When topographic maps are generated and contours created the spacing between neighboring contour lines is defined as the contour interval.  For example, a course, or large-scale (e.g. 1:24 000), contour map of many tens of square kilometers or miles might have a contour interval of 40 m.  This means that the change in elevation between one contour line and the next is 40 m up or down.  When it comes to civil engineering projects such as road or bridge construction, hydrologic modeling, construction site preparation, or other design projects, 40 meters is no where near precise enough of a contour interval.  Having an elevation off by 40 m at a single point could mean the difference between several tons of material that needs to be moved or it could even mean a location is not suitable to build upon.  Large contour intervals do not give detail as to where low spots that may accumulate water are or where slopes may be unstable and could lead to landslides.  Therefore, precise topographic maps are frequently produced by collecting data in the field, often by a licensed professional land surveyor or civil engineer.

It is common for a professional topographic map of engineer-quality to have a contour interval of 50 cm (or about 2 feet in some parts of the world).  This is generally sufficient for design, but many astute engineers prefer even more precision and target contour intervals of around 30 cm (1 foot).  While this may not sound overly difficult, that level of precision requires even more accuracy and a very dense topographic survey.  A topographic survey generally consists of many points (topo points) with horizontal and vertical coordinates (X, Y, and Z).  For small contour intervals, a high-resolution topographic map must first be produced in order to model the contours.  Traditional ground based RTK surveys or even satellite or aerial data from manned aircrafts may not provide a dense enough surface of points to model 30 cm contours. As a general rule, to produce accurate contours, your collection of topo points need an absolute vertical accuracy of at least half of the contour interval you wish to have.  This is no small task for any tool, but drones offer the opportunity to get the high density of topo points required along with the accuracy needed for very small contour intervals.

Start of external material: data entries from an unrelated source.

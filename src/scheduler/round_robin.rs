//! Preemptive Round-Robin scheduler.
//!
//! # Algorithm
//!
//! Pop the head job, run it for `min(quantum, remaining)` ticks and record
//! the slice. A job with burst left goes back to the tail; a finished job
//! records its completion time on the run's own clock.

use std::collections::VecDeque;

use super::metrics::JobOutcome;
use super::{AlgorithmResult, Policy, SchedulingAlgorithm};
use crate::models::{Job, JobState, ScheduleEntry, Ticks, Timeline};

/// Round-Robin with a fixed time quantum.
///
/// # Example
///
/// ```
/// use std::collections::VecDeque;
/// use cpu_sched::models::{Job, JobRecord};
/// use cpu_sched::scheduler::{RoundRobinScheduler, SchedulingAlgorithm};
///
/// let queue = VecDeque::from(vec![Job::from_record(&JobRecord::new(1, 5, 10), 0)]);
/// let result = RoundRobinScheduler::new(3).run(queue);
///
/// let slices: Vec<_> = result.timeline.iter().map(|e| (e.start, e.end, e.remaining)).collect();
/// assert_eq!(slices, vec![(0, 3, 2), (3, 5, 0)]);
/// assert_eq!(result.average_waiting, 0.0);
/// ```
#[derive(Debug, Clone, Copy)]
pub struct RoundRobinScheduler {
    quantum: Ticks,
}

impl RoundRobinScheduler {
    /// Creates a scheduler with the given quantum.
    ///
    /// A zero quantum is rejected by config validation before any run.
    pub fn new(quantum: Ticks) -> Self {
        Self { quantum }
    }
}

impl SchedulingAlgorithm for RoundRobinScheduler {
    fn policy(&self) -> Policy {
        Policy::RoundRobin {
            quantum: self.quantum,
        }
    }

    fn run(&self, mut queue: VecDeque<Job>) -> AlgorithmResult {
        let policy = self.policy();
        let mut timeline = Timeline::new();
        let mut outcomes = Vec::with_capacity(queue.len());
        let mut clock: Ticks = 0;

        // Zero quantum would never make progress
        let quantum = self.quantum.max(1);

        while let Some(mut job) = queue.pop_front() {
            let start = clock;
            clock += job.run_for(quantum);

            tracing::trace!(
                policy = %policy,
                job_id = job.id,
                start,
                end = clock,
                remaining = job.remaining_burst,
                "Dispatched"
            );
            timeline.push(ScheduleEntry::new(job.id, start, clock, job.remaining_burst));

            if job.is_finished() {
                outcomes.push(JobOutcome::new(&job, clock));
            } else {
                job.state = JobState::Ready;
                queue.push_back(job);
            }
        }

        AlgorithmResult::new(policy, timeline, outcomes)
    }
}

Project size & tool selection : the expertise of the fixed-wing drones

In topographic mapping – the larger the project area, the bigger the tool and/or the more man power and time required to collect the data.  Smaller project areas, such as those that range from perhaps one hectare (about 2.5 acres) to several hectares, are likely best completed with terrestrial surveying tools such as RTK GNSS equipment or total stations.  For projects as much as one square kilometer (250 acres), multirotor drones are great tools which can produce very high-resolution data.  However, multirotor UAVs are generally limited in endurance and airspeed which reduces the amount of area they can cover per flight.  It would take multiple flights, battery swaps, and logistics to complete a 1 square kilometer aerial survey with a multirotor UAV.  Manned aircraft can collect relatively high-resolution data, but the economies of scale do not really justify their use unless a project is rather large, perhaps starting around 20 square kilometers (around 8 square miles).  

And therein lies the gap that professional and expert fixed-wing drones fill as an efficient and cost-effective solution for topographic mapping—projects that require high-resolution data and measure from around 1 sq km to around 20 sq km (up to about 8 sq mi).  Professional fixed-wing drones provide a cost-effective way to produce accurate topographic maps with small contour intervals for the most precise project requirements of surveyors and engineers.

It is common for a professional topographic map of engineer-quality to have a contour interval of 50 cm (or about 2 feet in some parts of the world).  This is generally sufficient for design, but many astute engineers prefer even more precision and target contour intervals of around 30 cm (1 foot).  While this may not sound overly difficult, that level of precision requires even more accuracy and a very dense topographic survey.  A topographic survey generally consists of many points (topo points) with horizontal and vertical coordinates (X, Y, and Z).  For small contour intervals, a high-resolution topographic map must first be produced in order to model the contours.  Traditional ground based RTK surveys or even satellite or aerial data from manned aircrafts may not provide a dense enough surface of points to model 30 cm contours. As a general rule, to produce accurate contours, your collection of topo points need an absolute vertical accuracy of at least half of the contour interval you wish to have.  This is no small task for any tool, but drones offer the opportunity to get the high density of topo points required along with the accuracy needed for very small contour intervals.